2 thoughts on “The A.I. Post

  1. Thanks so much for writing this. Even though there are a million-and-one posts on this subject out there in the world, I’m always comforted when I find another one that aligns with my own feelings about AI. And of course it’s nice to have multiple sources to point to if someone asks me for my take on AI! Even better, you don’t simply agree with me, you have a subtly different take that challenges my own stance.
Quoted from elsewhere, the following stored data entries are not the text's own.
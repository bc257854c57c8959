//! Configuration for the tablewatch binary.
//!
//! All runtime settings come from the environment (optionally seeded from a
//! dotenv file by the binary) plus a couple of CLI overrides. The lookups
//! happen exactly once, at startup, into an explicit [`Config`] value that
//! the rest of the program receives by reference.

mod error;
mod loader;
mod schema;

pub use error::ConfigError;
pub use loader::validate_proxy_url;
pub use schema::Config;
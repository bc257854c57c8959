//! Trigger gate: scans the watch log for the marker token.

#[cfg(test)]
#[path = "trigger_tests.rs"]
mod tests;

use std::io;
use std::path::Path;

use tracing::debug;

/// Returns whether any line of the trigger log contains the marker token.
///
/// The log must be readable; a missing file is an error, not an idle run.
pub fn marker_present(log_path: &Path, marker: &str) -> io::Result<bool> {
    let contents = std::fs::read_to_string(log_path)?;
    let armed = contents.lines().any(|line| line.contains(marker));
    debug!(log = %log_path.display(), marker, armed, "scanned trigger log");
    Ok(armed)
}
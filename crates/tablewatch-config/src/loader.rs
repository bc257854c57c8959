//! Environment loading and validation.

use std::path::PathBuf;

use url::Url;

use crate::error::ConfigError;
use crate::schema::{Config, DEFAULT_ARTIFACT_FILE, DEFAULT_LOG_FILE, DEFAULT_MARKER};

const ENV_BOT_TOKEN: &str = "TELEGRAM_BOT_TOKEN";
const ENV_CHAT_ID: &str = "TELEGRAM_CHANNEL_ID";
const ENV_LOG_FILE: &str = "TABLEWATCH_LOG_FILE";
const ENV_MARKER: &str = "TABLEWATCH_MARKER";
const ENV_ARTIFACT_FILE: &str = "TABLEWATCH_ARTIFACT_FILE";
const ENV_PAGE_URL: &str = "TABLEWATCH_PAGE_URL";

impl Config {
    /// Load configuration from the process environment.
    pub fn from_env() -> Result<Self, ConfigError> {
        Self::from_lookup(|key| std::env::var(key).ok())
    }

    /// Load configuration through an arbitrary lookup function.
    ///
    /// Empty values count as unset, matching how a blank line in a dotenv
    /// file behaves.
    pub fn from_lookup<F>(lookup: F) -> Result<Self, ConfigError>
    where
        F: Fn(&str) -> Option<String>,
    {
        let get = |key: &str| lookup(key).filter(|v| !v.trim().is_empty());

        let require = |key: &str| {
            get(key).ok_or_else(|| ConfigError::EnvVarNotSet(key.to_string()))
        };

        Ok(Config {
            log_path: get(ENV_LOG_FILE)
                .map(PathBuf::from)
                .unwrap_or_else(|| PathBuf::from(DEFAULT_LOG_FILE)),
            marker: get(ENV_MARKER).unwrap_or_else(|| DEFAULT_MARKER.to_string()),
            artifact_path: get(ENV_ARTIFACT_FILE)
                .map(PathBuf::from)
                .unwrap_or_else(|| PathBuf::from(DEFAULT_ARTIFACT_FILE)),
            page_url: get(ENV_PAGE_URL),
            bot_token: require(ENV_BOT_TOKEN)?,
            chat_id: require(ENV_CHAT_ID)?,
            proxy: None,
        })
    }
}

/// Validates a proxy URL for the delivery client.
///
/// Accepted schemes are `http`, `https` and `socks5`; a hostname is
/// required.
pub fn validate_proxy_url(proxy: &str) -> Result<(), ConfigError> {
    let parsed = Url::parse(proxy).map_err(|e| ConfigError::InvalidValue {
        field: "proxy".to_string(),
        message: e.to_string(),
    })?;

    match parsed.scheme() {
        "http" | "https" | "socks5" => {}
        other => {
            return Err(ConfigError::InvalidValue {
                field: "proxy".to_string(),
                message: format!("unsupported proxy scheme: {other}"),
            });
        }
    }

    if parsed.host_str().is_none() {
        return Err(ConfigError::InvalidValue {
            field: "proxy".to_string(),
            message: "missing hostname or IP address in proxy URL".to_string(),
        });
    }

    Ok(())
}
    One thing that you didn’t bring up (directly) that personally bothers me a lot? Forced AI integrations, whether it’s a manager creating top-down “AI-first” initiatives at work or companies like Microsoft forcing AI into every nook and cranny of their products. While in general I agree with the idea that AI can be useful in the right contexts, my repeated (always negative) experiences with Forced AI have really soured me on even some decent use cases. At some point the bullshit text, even in small doses, builds up into full-blown cognitive fatigue, like mercury buildup in the bloodstream from eating large numbers of lightly-contaminated fish. Thanks to these experiences, I’ve adjusted my position and I’m solidly anti-AI these days… but posts like this are a good reminder that I shouldn’t let one bad apple spoil the bunch, proverbially.
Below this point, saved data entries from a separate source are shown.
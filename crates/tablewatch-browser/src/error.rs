//! Capture errors.

use std::path::PathBuf;

use thiserror::Error;

use crate::cdp::CdpError;

/// Errors raised while producing the screenshot artifact.
#[derive(Debug, Error)]
pub enum CaptureError {
    /// No Chromium executable on this host.
    #[error("No Chromium executable found. Install Google Chrome or Chromium.")]
    ChromeNotFound,

    /// The browser process would not start or never became reachable.
    #[error("Failed to launch Chromium: {0}")]
    LaunchFailed(String),

    /// The page never settled inside the navigation budget.
    #[error("Navigation to {url} timed out: {reason}")]
    NavigationTimeout { url: String, reason: String },

    /// The table selector never matched.
    #[error("Table element never appeared: {0}")]
    ElementNotFound(String),

    /// Writing the screenshot to disk failed.
    #[error("Could not write artifact {path}: {source}")]
    Artifact {
        path: PathBuf,
        #[source]
        source: std::io::Error,
    },

    /// Transport or protocol failure underneath.
    #[error(transparent)]
    Cdp(#[from] CdpError),
}
use std::path::PathBuf;

use tempfile::tempdir;
use wiremock::matchers::{method, path};
use wiremock::{Mock, MockServer, ResponseTemplate};

use tablewatch_core::Deliverer;

use super::*;

fn client_for(server: &MockServer, chat_id: &str) -> TelegramClient {
    let mut config = TelegramConfig::new("123:abc".to_string(), chat_id.to_string());
    config.api_base = server.uri();
    TelegramClient::new(config).unwrap()
}

fn artifact_in(dir: &tempfile::TempDir) -> PathBuf {
    let path = dir.path().join("standings.png");
    std::fs::write(&path, b"\x89PNG\r\n\x1a\nfake image bytes").unwrap();
    path
}

#[tokio::test]
async fn upload_hits_send_photo_exactly_once() {
    let server = MockServer::start().await;
    Mock::given(method("POST"))
        .and(path("/bot123:abc/sendPhoto"))
        .respond_with(ResponseTemplate::new(200).set_body_json(serde_json::json!({
            "ok": true,
            "result": {"message_id": 42}
        })))
        .expect(1)
        .mount(&server)
        .await;

    let dir = tempdir().unwrap();
    let artifact = artifact_in(&dir);

    client_for(&server, "-1001234")
        .send_photo(&artifact, None)
        .await
        .unwrap();
}

#[tokio::test]
async fn multipart_body_carries_chat_id_and_photo() {
    let server = MockServer::start().await;
    Mock::given(method("POST"))
        .respond_with(
            ResponseTemplate::new(200).set_body_json(serde_json::json!({"ok": true})),
        )
        .mount(&server)
        .await;

    let dir = tempdir().unwrap();
    let artifact = artifact_in(&dir);

    client_for(&server, "-1001234")
        .send_photo(&artifact, Some("League table - 2024-05-01"))
        .await
        .unwrap();

    let requests = server.received_requests().await.unwrap();
    assert_eq!(requests.len(), 1);
    let body = String::from_utf8_lossy(&requests[0].body);
    assert!(body.contains(r#"name="chat_id""#));
    assert!(body.contains("-1001234"));
    assert!(body.contains(r#"name="photo""#));
    assert!(body.contains(r#"filename="standings.png""#));
    assert!(body.contains(r#"name="caption""#));
    assert!(body.contains("League table - 2024-05-01"));
}

#[tokio::test]
async fn provider_refusal_is_a_rejected_error() {
    let server = MockServer::start().await;
    Mock::given(method("POST"))
        .respond_with(ResponseTemplate::new(400).set_body_json(serde_json::json!({
            "ok": false,
            "description": "Bad Request: chat not found",
            "error_code": 400
        })))
        .mount(&server)
        .await;

    let dir = tempdir().unwrap();
    let artifact = artifact_in(&dir);

    let err = client_for(&server, "nope")
        .send_photo(&artifact, None)
        .await
        .unwrap_err();

    match err {
        DeliveryError::Rejected {
            description,
            error_code,
        } => {
            assert!(description.contains("chat not found"));
            assert_eq!(error_code, Some(400));
        }
        other => panic!("expected Rejected, got {other:?}"),
    }
}

#[tokio::test]
async fn ok_false_without_description_still_rejects() {
    let server = MockServer::start().await;
    Mock::given(method("POST"))
        .respond_with(
            ResponseTemplate::new(200).set_body_json(serde_json::json!({"ok": false})),
        )
        .mount(&server)
        .await;

    let dir = tempdir().unwrap();
    let artifact = artifact_in(&dir);

    let err = client_for(&server, "-1")
        .send_photo(&artifact, None)
        .await
        .unwrap_err();
    assert!(matches!(err, DeliveryError::Rejected { .. }));
}

#[tokio::test]
async fn non_json_reply_is_a_transport_error() {
    let server = MockServer::start().await;
    Mock::given(method("POST"))
        .respond_with(ResponseTemplate::new(502).set_body_string("Bad Gateway"))
        .mount(&server)
        .await;

    let dir = tempdir().unwrap();
    let artifact = artifact_in(&dir);

    let err = client_for(&server, "-1")
        .send_photo(&artifact, None)
        .await
        .unwrap_err();
    assert!(matches!(err, DeliveryError::Transport(_)));
}

#[tokio::test]
async fn missing_artifact_makes_no_http_call() {
    let server = MockServer::start().await;

    let dir = tempdir().unwrap();
    let err = client_for(&server, "-1")
        .send_photo(&dir.path().join("never-written.png"), None)
        .await
        .unwrap_err();

    assert!(matches!(err, DeliveryError::Artifact { .. }));
    assert!(server.received_requests().await.unwrap().is_empty());
}

#[tokio::test]
async fn invalid_proxy_fails_at_construction() {
    let mut config = TelegramConfig::new("123:abc".to_string(), "-1".to_string());
    config.proxy = Some("definitely not a url".to_string());
    assert!(matches!(
        TelegramClient::new(config),
        Err(DeliveryError::Client(_))
    ));
}

#[tokio::test]
async fn deliverer_trait_attaches_a_dated_caption() {
    let server = MockServer::start().await;
    Mock::given(method("POST"))
        .respond_with(
            ResponseTemplate::new(200).set_body_json(serde_json::json!({"ok": true})),
        )
        .mount(&server)
        .await;

    let dir = tempdir().unwrap();
    let artifact = artifact_in(&dir);

    client_for(&server, "-1").deliver(&artifact).await.unwrap();

    let requests = server.received_requests().await.unwrap();
    let body = String::from_utf8_lossy(&requests[0].body);
    assert!(body.contains(r#"name="caption""#));
    assert!(body.contains("League table -"));
}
    Anyway, thanks for a great article. Keep em coming via RSS! Viva la distributed computing hand-crafted artisinal blog revolution!

    1. You’re totally right – I actually wanted to talk more about the top-down AI mandates, but didn’t manage to squeeze it in. It’s deeply problematic on multiple fronts, not the least of which being the artificial demand for it – it’s clear that there is investor and executive pressure to adopt it to prove out the significant financial bet they’ve placed on the technology. This creates a lot of really messed up incentives within organizations, and rather than letting it grow at an organic and (comparatively) sustainable rate, there’s this pressure to shoehorn it into every aspect of your work, including in places it absolutely should not be. It also causes this “gold rush” mentality across the board, where everyone is scrambling to build more data centers, buy more proverbial shovels, and everyone and their brother trying to come up with a somewhat novel use for the AI platforms (which frequently end up just being a tweaked or reskinned wrapper around an existing tool). So, you have folks flooding the market space with hustles, you’ve got hoarders trying to scoop up all the prime (data center) real estate, and you’ve got folks selling shovels (the actual compute, like Nvidia, or the models, like Anthropic). But it’s all basically a game of hot potato, and seeing what money you can scoop up before the music stops.

      My hope is that the forced AI push will just lead to people getting sick of it faster – I’d rather get on to the part of picking up the rubble and seeing what parts of all the nonsense were actually worthwhile.

      Thanks for the comments and kind words!